Following the crisis, the Basel Committee released an updated accord, Basel III, to address the shortcomings in banks’ calculations with a particular focus on increasing both the level of bank capital and the “quality” of that capital. The new accord splits Tier 1 capital into two components: Common Equity Tier 1 (CET1) capital and Additional Tier 1 (AT1) capital. Under Basel III, banks must maintain a minimum CET1 capital ratio of 4.5% and a minimum total Tier 1 capital requirement of 6.0%. The 1.5% gap between the 4.5% CET1 capital ratio and the 6.0% minimum total Tier 1 capital is the AT1 capital.

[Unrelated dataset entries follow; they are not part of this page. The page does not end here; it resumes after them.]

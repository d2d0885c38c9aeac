//! Source type names → IR types, numeric promotion, and the coercion
//! matrix applied at assignment, return, argument and operator boundaries.

use crate::ast::{ArrayDim, Expr, Literal, TypeName};
use crate::diagnostic::Diagnostic;
use crate::ir::{FloatPredicate, IntPredicate, RuntimeFn, Type, Value};
use crate::span::Span;

use super::array::{ArrayInfo, ArrayStorage};
use super::{CodeGen, GenResult};

/// Arrays deeper than this are rejected.
pub const MAX_ARRAY_DIMS: usize = 2;

/// A resolved declaration type.
#[derive(Debug, Clone, PartialEq)]
pub struct DeclaredType {
    /// Slot type.
    pub ty: Type,
    pub array: Option<ArrayInfo>,
    /// Runtime element count of a dynamically sized heap array.
    pub len: Option<Value>,
}

enum Dim {
    Const(u64),
    Dynamic(Value),
    Unsized,
}

/// Where a coercion happens; selects the error message.
#[derive(Debug, Clone, Copy, PartialEq, Eq)]
pub enum Coercion<'a> {
    Variable(&'a str),
    Assignment,
    CompoundAssignment,
    Argument(usize, &'a str),
    Return,
    ArrayElement,
    Operand,
}

impl Coercion<'_> {
    pub(crate) fn mismatch(&self) -> String {
        match self {
            Coercion::Variable(name) => format!("Type mismatch for variable: {}", name),
            Coercion::Assignment => "Type mismatch in variable assignment".to_string(),
            Coercion::CompoundAssignment => "Type mismatch in compound assignment".to_string(),
            Coercion::Argument(i, f) => format!("Type mismatch for argument {} in function: {}", i, f),
            Coercion::Return => "Unsupported type conversion in return statement".to_string(),
            Coercion::ArrayElement => "Type mismatch in array assignment".to_string(),
            Coercion::Operand => "Type mismatch in binary operation".to_string(),
        }
    }
}

/// Scalar IR type for a source type name.
pub fn scalar_type(name: &str) -> Option<Type> {
    match name {
        "int" => Some(Type::I32),
        "long" => Some(Type::I64),
        "short" => Some(Type::I16),
        "float" => Some(Type::F32),
        "double" => Some(Type::F64),
        "char" => Some(Type::I8),
        "bool" => Some(Type::I1),
        "string" => Some(Type::PTR),
        "void" => Some(Type::VOID),
        _ if name.ends_with('*') => Some(Type::PTR),
        _ => None,
    }
}

/// Source-level name of an IR value type.
pub fn type_name(ty: &Type) -> &'static str {
    match ty {
        Type::Int(32) => "int",
        Type::Int(64) => "long",
        Type::Int(16) => "short",
        Type::Int(8) => "char",
        Type::Int(1) => "bool",
        Type::Float => "float",
        Type::Double => "double",
        Type::Ptr => "string",
        Type::Void => "void",
        _ => "unknown",
    }
}

/// The value-inspection rule shared by literals, `auto` and array-literal
/// element inference: a float with no fractional part is an `int`.
pub fn literal_is_integral(n: f64) -> bool {
    n.is_finite() && n == n.floor() && n.abs() <= f64::from(i32::MAX)
}

/// Result type of `int op int` / `float op double` etc.
pub fn promoted(lhs: &Type, rhs: &Type) -> Option<Type> {
    if lhs.is_double() || rhs.is_double() {
        if lhs.is_numeric() && rhs.is_numeric() {
            return Some(Type::F64);
        }
        return None;
    }
    if lhs.is_float() || rhs.is_float() {
        if lhs.is_numeric() && rhs.is_numeric() {
            return Some(Type::F32);
        }
        return None;
    }
    match (lhs.int_width(), rhs.int_width()) {
        (Some(a), Some(b)) => Some(Type::Int(a.max(b).max(32))),
        _ => None,
    }
}

impl<'b> CodeGen<'b> {
    // ── Resolution ────────────────────────────────────────────────

    /// Resolve a non-array type name, including custom aggregates.
    pub(crate) fn resolve_scalar(&self, name: &str, span: Span) -> GenResult<Type> {
        if let Some(ty) = scalar_type(name) {
            return Ok(ty);
        }
        if let Some(ct) = self.ir.custom_type(name) {
            return Ok(ct.ty());
        }
        Err(Diagnostic::error(format!("Unknown type: {}", name), span))
    }

    /// Resolve a declared type. Constant dims give a nested `[N x T]`
    /// stack array; an unsized or dynamic dim gives a 1-D heap array,
    /// whose dynamic length (if any) is returned alongside.
    pub(crate) fn resolve_declared(
        &mut self,
        tn: &TypeName,
        span: Span,
    ) -> GenResult<DeclaredType> {
        let base = self.resolve_scalar(&tn.name, span)?;
        if tn.dims.is_empty() {
            return Ok(DeclaredType {
                ty: base,
                array: None,
                len: None,
            });
        }
        if tn.dims.len() > MAX_ARRAY_DIMS {
            return Err(Diagnostic::error(
                format!(
                    "Too many array dimensions ({}), at most {} are supported",
                    tn.dims.len(),
                    MAX_ARRAY_DIMS
                ),
                span,
            ));
        }
        if base.is_void() {
            return Err(Diagnostic::error("Array of void is not allowed", span));
        }
        if base.is_struct() {
            return Err(Diagnostic::error(
                format!("Arrays of struct type are not supported: {}", tn.name),
                span,
            ));
        }
        let mut fixed = Vec::with_capacity(tn.dims.len());
        let mut len = None;
        let mut is_heap = false;
        for dim in &tn.dims {
            match self.array_dim(dim)? {
                Dim::Const(n) => {
                    if n == 0 || n > self.config.runtime.max_array_len {
                        return Err(Diagnostic::error(format!("Invalid array size: {}", n), span));
                    }
                    fixed.push(n);
                }
                Dim::Dynamic(v) => {
                    len = Some(v);
                    is_heap = true;
                }
                Dim::Unsized => is_heap = true,
            }
        }
        if is_heap {
            if tn.dims.len() > 1 {
                return Err(Diagnostic::error(
                    "Multi-dimensional arrays need constant sizes",
                    span,
                ));
            }
            return Ok(DeclaredType {
                ty: Type::PTR,
                array: Some(ArrayInfo::heap(base)),
                len,
            });
        }
        let ty = fixed
            .iter()
            .rev()
            .fold(base.clone(), |acc, &n| Type::array(acc, n));
        Ok(DeclaredType {
            ty,
            array: Some(ArrayInfo::fixed(base, fixed)),
            len: None,
        })
    }

    fn array_dim(&mut self, dim: &ArrayDim) -> GenResult<Dim> {
        let ArrayDim::Sized(expr) = dim else {
            return Ok(Dim::Unsized);
        };
        if let Expr::Literal(Literal::Number(n)) = &expr.node {
            if *n >= 0.0 && literal_is_integral(*n) {
                return Ok(Dim::Const(*n as u64));
            }
        }
        let v = self.build_expr(expr)?;
        if !v.ty.is_int() {
            return Err(Diagnostic::error("Array size must be an integer", expr.span));
        }
        match v.as_const_int() {
            Some(n) if n < 0 => Err(Diagnostic::error(
                format!("Invalid array size: {}", n),
                expr.span,
            )),
            Some(n) => Ok(Dim::Const(n as u64)),
            None => Ok(Dim::Dynamic(v)),
        }
    }

    /// Shape of a function parameter of array type: always passed as a
    /// pointer.
    pub(crate) fn param_array(&self, tn: &TypeName, span: Span) -> GenResult<Option<ArrayInfo>> {
        if tn.dims.is_empty() {
            return Ok(None);
        }
        if tn.dims.len() > MAX_ARRAY_DIMS {
            return Err(Diagnostic::error("Too many array dimensions", span));
        }
        let base = self.resolve_scalar(&tn.name, span)?;
        let info = if tn.dims.len() == 2 {
            ArrayInfo {
                elem: base,
                dims: vec![None, None],
                storage: ArrayStorage::Rows,
            }
        } else {
            ArrayInfo::param(base)
        };
        Ok(Some(info))
    }

    // ── Promotion ─────────────────────────────────────────────────

    /// Bring two numeric operands to their promoted common type.
    pub(crate) fn promote_pair(
        &mut self,
        lhs: Value,
        rhs: Value,
        span: Span,
    ) -> GenResult<(Value, Value)> {
        let Some(target) = promoted(&lhs.ty, &rhs.ty) else {
            return Err(Diagnostic::error(
                format!(
                    "Incompatible operand types {} and {}",
                    type_name(&lhs.ty),
                    type_name(&rhs.ty)
                ),
                span,
            ));
        };
        let l = self.coerce(lhs, &target, Coercion::Operand, span)?;
        let r = self.coerce(rhs, &target, Coercion::Operand, span)?;
        Ok((l, r))
    }

    // ── Coercion matrix ───────────────────────────────────────────

    /// Convert `value` to `target` following the implicit conversion rules.
    pub(crate) fn coerce(
        &mut self,
        value: Value,
        target: &Type,
        ctx: Coercion<'_>,
        span: Span,
    ) -> GenResult<Value> {
        let from = value.ty.clone();
        if &from == target {
            return Ok(value);
        }
        match (&from, target) {
            // bool ← int / float / pointer
            (Type::Int(_) | Type::Ptr, Type::Int(1)) => {
                let zero = self.ir.zero(&from);
                Ok(self.ir.icmp(IntPredicate::Ne, value, zero))
            }
            (Type::Float | Type::Double, Type::Int(1)) => {
                let zero = self.ir.zero(&from);
                Ok(self.ir.fcmp(FloatPredicate::One, value, zero))
            }
            (Type::Int(_), Type::Int(_)) => Ok(self.ir.int_cast(value, target.clone(), true)),
            (Type::Int(_), Type::Float | Type::Double) => {
                Ok(self.ir.si_to_fp(value, target.clone()))
            }
            (Type::Float | Type::Double, Type::Int(_)) => {
                Ok(self.ir.fp_to_si(value, target.clone()))
            }
            (Type::Float | Type::Double, Type::Float | Type::Double) => {
                Ok(self.ir.fp_cast(value, target.clone()))
            }
            // String bridge
            (Type::Ptr, Type::Int(_)) => {
                let n = self.ir.call_runtime(RuntimeFn::Atoi, vec![value]);
                Ok(self.ir.int_cast(n, target.clone(), true))
            }
            (Type::Ptr, Type::Float | Type::Double) => {
                let null = self.ir.const_null();
                let d = self.ir.call_runtime(RuntimeFn::Strtod, vec![value, null]);
                Ok(self.ir.fp_cast(d, target.clone()))
            }
            (Type::Int(_) | Type::Float | Type::Double, Type::Ptr) => Ok(self.to_text(value)),
            _ => Err(Diagnostic::error(ctx.mismatch(), span).with_note(format!(
                "cannot convert {} to {}",
                type_name(&from),
                type_name(target)
            ))),
        }
    }

    /// Normalise any scalar to `i1` (`!= 0`, `!= 0.0`, `!= null`).
    pub(crate) fn to_bool(&mut self, value: Value, span: Span) -> GenResult<Value> {
        match &value.ty {
            Type::Int(1) => Ok(value),
            Type::Int(_) | Type::Ptr => {
                let zero = self.ir.zero(&value.ty);
                Ok(self.ir.icmp(IntPredicate::Ne, value, zero))
            }
            Type::Float | Type::Double => {
                let zero = self.ir.zero(&value.ty);
                Ok(self.ir.fcmp(FloatPredicate::One, value, zero))
            }
            _ => Err(Diagnostic::error("Unsupported type for boolean conversion", span)),
        }
    }
}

In the European Union, Basel III will be implemented through the Capital Requirements Regulation and Directive (CRD IV), which includes the following requirements for AT1 capital:

  • It cannot be secured or guaranteed or have any arrangement that enhances seniority.
  • It must be perpetual, with no incentive to redeem.
  • Its first call date must be at least five years after issuance.
  • It must be able to be written down or converted to CET1 capital upon the occurrence of a trigger event.
  • It can receive distributions, but only out of distributable items that are fully discretionary and non-cumulative. AT1 capital coupons can be cancelled by the company or regulators at any point in time. Breach of the combined buffer requirements can lead to the reduction or cancellation of interest payments based on the maximum distributable amount.
  • It cannot contain any dividend pushers or stoppers.
  • It cannot contain any features that could encumber recapitalization.

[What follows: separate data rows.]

//! Functions, builtins, structs, casts and entry synthesis.

use super::*;

fn point_struct(methods: Vec<FnDef>) -> Spanned<Item> {
    let field = |name: &str| StructField {
        name: sp(name.to_string()),
        ty: sp(TypeName::named("int")),
    };
    sp(Item::Struct(StructDef {
        name: sp("Point".to_string()),
        fields: vec![field("x"), field("y")],
        methods,
    }))
}

fn field(obj: &str, name: &str) -> Spanned<Expr> {
    sp(Expr::FieldAccess {
        expr: Box::new(var(obj)),
        field: sp(name.to_string()),
    })
}

fn field_place(obj: &str, name: &str) -> Place {
    Place::Field(Box::new(sp(Place::Var(obj.into()))), sp(name.to_string()))
}

// ── Test: entry synthesis ──

#[test]
fn user_main_is_wrapped_by_native_main() {
    let f = file(vec![func("main", &[], Some("int"), vec![ret(Some(num(7.0)))])]);
    let out = translate(&f);
    assert!(errors(&out).is_empty(), "{:?}", out.diagnostics);
    let main = function(&out.module, "main");
    assert_eq!(main.ret, crate::ir::Type::I32);
    let callees = main.callees();
    assert!(callees.contains(&"user_main"));
    assert!(callees.contains(&"atexit"));
    assert!(out.module.function("gc_cleanup").is_some());
}

#[test]
fn missing_user_main_exits_with_one() {
    let f = file(vec![func("helper", &[], None, vec![])]);
    let out = translate(&f);
    let text = function(&out.module, "main").to_string();
    assert!(text.contains("ret i32 1"), "{}", text);
}

#[test]
fn void_user_main_exits_with_zero() {
    let f = file(vec![func("main", &[], None, vec![])]);
    let out = translate(&f);
    let text = function(&out.module, "main").to_string();
    assert!(text.contains("ret i32 0"), "{}", text);
}

#[test]
fn entry_synthesis_can_be_disabled() {
    let mut config = GenConfig::default();
    config.module.synthesize_entry = false;
    let f = file(vec![func("main", &[], Some("int"), vec![ret(Some(num(0.0)))])]);
    let out = translate_with(&f, config);
    assert!(out.module.function("user_main").is_none());
    assert!(!function(&out.module, "main").is_declaration());
}

// ── Test: symbol table ──

#[test]
fn redefinition_keeps_first_definition() {
    let f = file(vec![
        func("f", &[], Some("int"), vec![ret(Some(num(1.0)))]),
        func("f", &[("a", "int")], Some("int"), vec![ret(Some(var("a")))]),
    ]);
    let out = translate(&f);
    assert_eq!(errors(&out), vec!["Function already defined: f"]);
    assert!(function(&out.module, "f").params.is_empty());
}

#[test]
fn runtime_and_builtin_names_are_reserved() {
    let f = file(vec![
        func("malloc", &[], None, vec![]),
        func("print", &[], None, vec![]),
    ]);
    assert_eq!(
        errors(&translate(&f)),
        vec!["Function name is reserved: malloc", "Function name is reserved: print"]
    );
}

#[test]
fn forward_and_recursive_calls_resolve() {
    let fact = func(
        "fact",
        &[("n", "int")],
        Some("int"),
        vec![
            sp(Stmt::If {
                branches: vec![IfBranch {
                    cond: bin(BinOp::Lte, var("n"), num(1.0)),
                    body: block(vec![ret(Some(num(1.0)))]),
                }],
                else_block: None,
            }),
            ret(Some(bin(
                BinOp::Mul,
                var("n"),
                call("fact", vec![bin(BinOp::Sub, var("n"), num(1.0))]),
            ))),
        ],
    );
    let main = func("main", &[], Some("int"), vec![ret(Some(call("fact", vec![num(5.0)])))]);
    let out = translate(&file(vec![main, fact]));
    assert!(errors(&out).is_empty(), "{:?}", out.diagnostics);
    assert!(function(&out.module, "fact").callees().contains(&"fact"));
    assert!(crate::ir::verify::verify_module(&out.module).is_ok());
}

#[test]
fn call_errors() {
    let f = file(vec![
        func("two", &[("a", "int"), ("b", "int")], None, vec![]),
        func("a", &[], None, vec![expr_stmt(call("missing", vec![]))]),
        func("b", &[], None, vec![expr_stmt(call("two", vec![num(1.0)]))]),
        func("c", &[], None, vec![expr_stmt(call("print", vec![]))]),
    ]);
    assert_eq!(
        errors(&translate(&f)),
        vec![
            "Function not found: missing",
            "Function two expects 2 argument(s), got 1",
            "Empty arguments for print function",
        ]
    );
}

// ── Test: builtins ──

#[test]
fn print_formats_follow_value_type() {
    let f = file(vec![func(
        "main",
        &[],
        None,
        vec![
            expr_stmt(call("println", vec![num(1.0)])),
            expr_stmt(call("print", vec![num(2.5)])),
            expr_stmt(call("println", vec![text("hi")])),
            expr_stmt(call("println", vec![sp(Expr::Literal(Literal::Bool(true)))])),
        ],
    )]);
    let out = translate(&f);
    assert!(errors(&out).is_empty(), "{:?}", out.diagnostics);
    for s in ["%d\n", "%.6f", "%s\n", "%s", "true\n", "false\n"] {
        assert!(has_string(&out.module, s), "missing {:?}", s);
    }
}

#[test]
fn type_builtin_names_the_type() {
    let f = file(vec![func(
        "main",
        &[],
        None,
        vec![
            decl("a", Some("int[3]"), None),
            expr_stmt(call("println", vec![call("type", vec![var("a")])])),
            expr_stmt(call("println", vec![call("type", vec![num(1.5)])])),
        ],
    )]);
    let out = translate(&f);
    assert!(errors(&out).is_empty(), "{:?}", out.diagnostics);
    assert!(has_string(&out.module, "int[3]"));
    assert!(has_string(&out.module, "double"));
}

#[test]
fn str_of_int_uses_sprintf() {
    let f = file(vec![func(
        "show",
        &[("n", "int")],
        Some("string"),
        vec![ret(Some(call("str", vec![var("n")])))],
    )]);
    let out = translate(&f);
    assert!(errors(&out).is_empty(), "{:?}", out.diagnostics);
    assert!(function(&out.module, "show").callees().contains(&"sprintf"));
}

// ── Test: strings ──

#[test]
fn string_concatenation_allocates() {
    let f = file(vec![func(
        "greet",
        &[("name", "string")],
        Some("string"),
        vec![ret(Some(bin(BinOp::Add, text("hi "), var("name"))))],
    )]);
    let out = translate(&f);
    assert!(errors(&out).is_empty(), "{:?}", out.diagnostics);
    let callees = function(&out.module, "greet").callees();
    for c in ["strlen", "malloc", "strcpy", "strcat"] {
        assert!(callees.contains(&c), "missing {}", c);
    }
}

#[test]
fn string_equality_uses_strcmp() {
    let f = file(vec![func(
        "same",
        &[("a", "string"), ("b", "string")],
        Some("bool"),
        vec![ret(Some(bin(BinOp::Eq, var("a"), var("b"))))],
    )]);
    let out = translate(&f);
    assert!(function(&out.module, "same").callees().contains(&"strcmp"));
}

#[test]
fn modulo_on_floats_is_rejected() {
    let f = file(vec![func(
        "m",
        &[("a", "double")],
        Some("double"),
        vec![ret(Some(bin(BinOp::Mod, var("a"), num(2.0))))],
    )]);
    assert_eq!(
        errors(&translate(&f)),
        vec!["Modulo operator not supported on floating-point numbers"]
    );
}

// ── Test: casts ──

#[test]
fn cast_to_same_type_warns() {
    let cast = sp(Expr::Cast {
        target: sp("int".to_string()),
        expr: Box::new(num(3.0)),
    });
    let f = file(vec![func("main", &[], Some("int"), vec![ret(Some(cast))])]);
    let out = translate(&f);
    assert!(errors(&out).is_empty());
    assert!(out
        .diagnostics
        .iter()
        .any(|d| !d.is_error() && d.message == "No cast needed"));
}

#[test]
fn cast_to_unknown_type_is_rejected() {
    let cast = sp(Expr::Cast {
        target: sp("Point".to_string()),
        expr: Box::new(num(3.0)),
    });
    let f = file(vec![func("main", &[], None, vec![expr_stmt(cast)])]);
    assert_eq!(errors(&translate(&f)), vec!["Unsupported target type: Point"]);
}

fn cast(target: &str, expr: Spanned<Expr>) -> Spanned<Expr> {
    sp(Expr::Cast {
        target: sp(target.to_string()),
        expr: Box::new(expr),
    })
}

#[test]
fn string_to_double_cast_uses_strtod() {
    let f = file(vec![func(
        "parse",
        &[("s", "string")],
        Some("double"),
        vec![ret(Some(cast("double", var("s"))))],
    )]);
    let out = translate(&f);
    assert!(errors(&out).is_empty(), "{:?}", out.diagnostics);
    assert!(function(&out.module, "parse").callees().contains(&"strtod"));
}

#[test]
fn string_to_int_cast_reads_first_char() {
    let f = file(vec![func(
        "code",
        &[("s", "string")],
        Some("int"),
        vec![ret(Some(cast("int", var("s"))))],
    )]);
    let out = translate(&f);
    assert!(errors(&out).is_empty(), "{:?}", out.diagnostics);
    let code = function(&out.module, "code");
    assert!(!code.callees().contains(&"atoi"));
    let text = code.to_string();
    assert!(text.contains("load i8"), "{}", text);
    assert!(text.contains("sext i8"), "{}", text);
}

#[test]
fn number_to_string_cast_formats_with_sprintf() {
    let f = file(vec![func(
        "show",
        &[("x", "double")],
        Some("string"),
        vec![ret(Some(cast("string", var("x"))))],
    )]);
    let out = translate(&f);
    assert!(errors(&out).is_empty(), "{:?}", out.diagnostics);
    assert!(function(&out.module, "show").callees().contains(&"sprintf"));
    assert!(has_string(&out.module, "%.6f"));
}

// ── Test: structs and methods ──

#[test]
fn struct_fields_and_methods() {
    let sum = fn_def(
        "sum",
        &[],
        Some("int"),
        vec![ret(Some(bin(BinOp::Add, field("self", "x"), field("self", "y"))))],
    );
    let main = func(
        "main",
        &[],
        Some("int"),
        vec![
            decl("p", Some("Point"), None),
            assign(field_place("p", "x"), num(3.0)),
            assign(field_place("p", "y"), num(4.0)),
            ret(Some(sp(Expr::MethodCall {
                receiver: Box::new(var("p")),
                method: sp("sum".to_string()),
                args: vec![],
            }))),
        ],
    );
    let out = translate(&file(vec![point_struct(vec![sum]), main]));
    assert!(errors(&out).is_empty(), "{:?}", out.diagnostics);
    assert!(out.module.struct_type("Point").is_some());
    let method = function(&out.module, "Point__sum");
    assert_eq!(method.params.len(), 1);
    assert!(function(&out.module, "user_main").callees().contains(&"Point__sum"));
    assert!(crate::ir::verify::verify_module(&out.module).is_ok());
}

#[test]
fn unknown_field_and_method() {
    let main = func(
        "main",
        &[],
        None,
        vec![
            decl("p", Some("Point"), None),
            expr_stmt(field("p", "z")),
        ],
    );
    let other = func(
        "other",
        &[],
        None,
        vec![
            decl("p", Some("Point"), None),
            expr_stmt(sp(Expr::MethodCall {
                receiver: Box::new(var("p")),
                method: sp("norm".to_string()),
                args: vec![],
            })),
        ],
    );
    assert_eq!(
        errors(&translate(&file(vec![point_struct(vec![]), main, other]))),
        vec!["Unknown field: Point.z", "Unknown method: Point.norm"]
    );
}

#[test]
fn struct_as_value_is_rejected() {
    let main = func(
        "main",
        &[],
        None,
        vec![
            decl("p", Some("Point"), None),
            expr_stmt(call("println", vec![var("p")])),
        ],
    );
    assert_eq!(
        errors(&translate(&file(vec![point_struct(vec![]), main]))),
        vec!["Struct value cannot be used as an expression: p"]
    );
}

// ── Test: inline assembly ──

#[test]
fn inline_asm_uses_positional_operands() {
    let f = file(vec![func(
        "main",
        &[],
        None,
        vec![
            decl("x", Some("int"), Some(num(1.0))),
            sp(Stmt::Inline {
                lang: "asm".to_string(),
                code: "nop # $x".to_string(),
                volatile: true,
            }),
        ],
    )]);
    let out = translate(&f);
    assert!(errors(&out).is_empty(), "{:?}", out.diagnostics);
    let text = function(&out.module, "user_main").to_string();
    assert!(text.contains("asm sideeffect \"nop # $0\", \"r\""), "{}", text);
}

#[test]
fn inline_unknown_language_is_rejected() {
    let f = file(vec![func(
        "main",
        &[],
        None,
        vec![sp(Stmt::Inline {
            lang: "cobol".to_string(),
            code: String::new(),
            volatile: false,
        })],
    )]);
    assert_eq!(errors(&translate(&f)), vec!["Unsupported inline language: cobol"]);
}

Therefore, to fill the 1.5% AT1 capital bucket, a bank could simply issue more CET1 capital. But using CoCo bonds will better optimize the bank’s overall cost of capital because they are cheaper to raise than equity given the tax efficiency of issuing debt. In addition, CoCo bonds will count toward the bank’s regulatory capital buffers and leverage ratios, which will allow the bank to meet its leverage and capital targets without having a higher CET1 capital ratio than necessary. The reason is because the same CET1 capital cannot be double counted and used toward both the minimum capital ratio and the buffer requirements. Given these benefits over issuing common equity, European banks have generally indicated that they intend to meet the 1.5% AT1 capital requirement with CoCo bonds.

Slow Growth

The first CoCo bonds came to market in 2009, but the initial growth of the market was slow because of the ambiguity around eligibility requirements and whether interest was going to be tax deductible. With recent clarification around these topics, the size of the market is expected to grow over the next decade as banks look to replace the old-style Tier 1 hybrid capital, which will lose all of its Tier 1 capital status by the end of 2022.

EU regulators advocate the use of CoCo bonds; they are viewed as a “going-concern solution.” The triggering of the equity conversion or the write-down feature improves a bank’s solvency, importantly without state aid, at a time when raising money in the marketplace would be a challenge because of the financial condition of the bank.

CoCo bonds have polarized the fixed-income investor community. They have become popular with a group of investors who view them as a relatively high-yielding product in a low-yield environment, even when compared with high yield. This camp generally believes that a CET1 capital trigger of 7% or less will not be breached because banks continue to deleverage and build stronger capital positions. Furthermore, bank management would likely act quickly to rebuild the bank’s capital base if it was approaching a trigger level or its CET1 capital ratio suffered a sharp decline. In addition, the chance of European banks increasing leverage or participating in some other form of “event risk” is minimal because financial regulators probably will not currently permit these activities.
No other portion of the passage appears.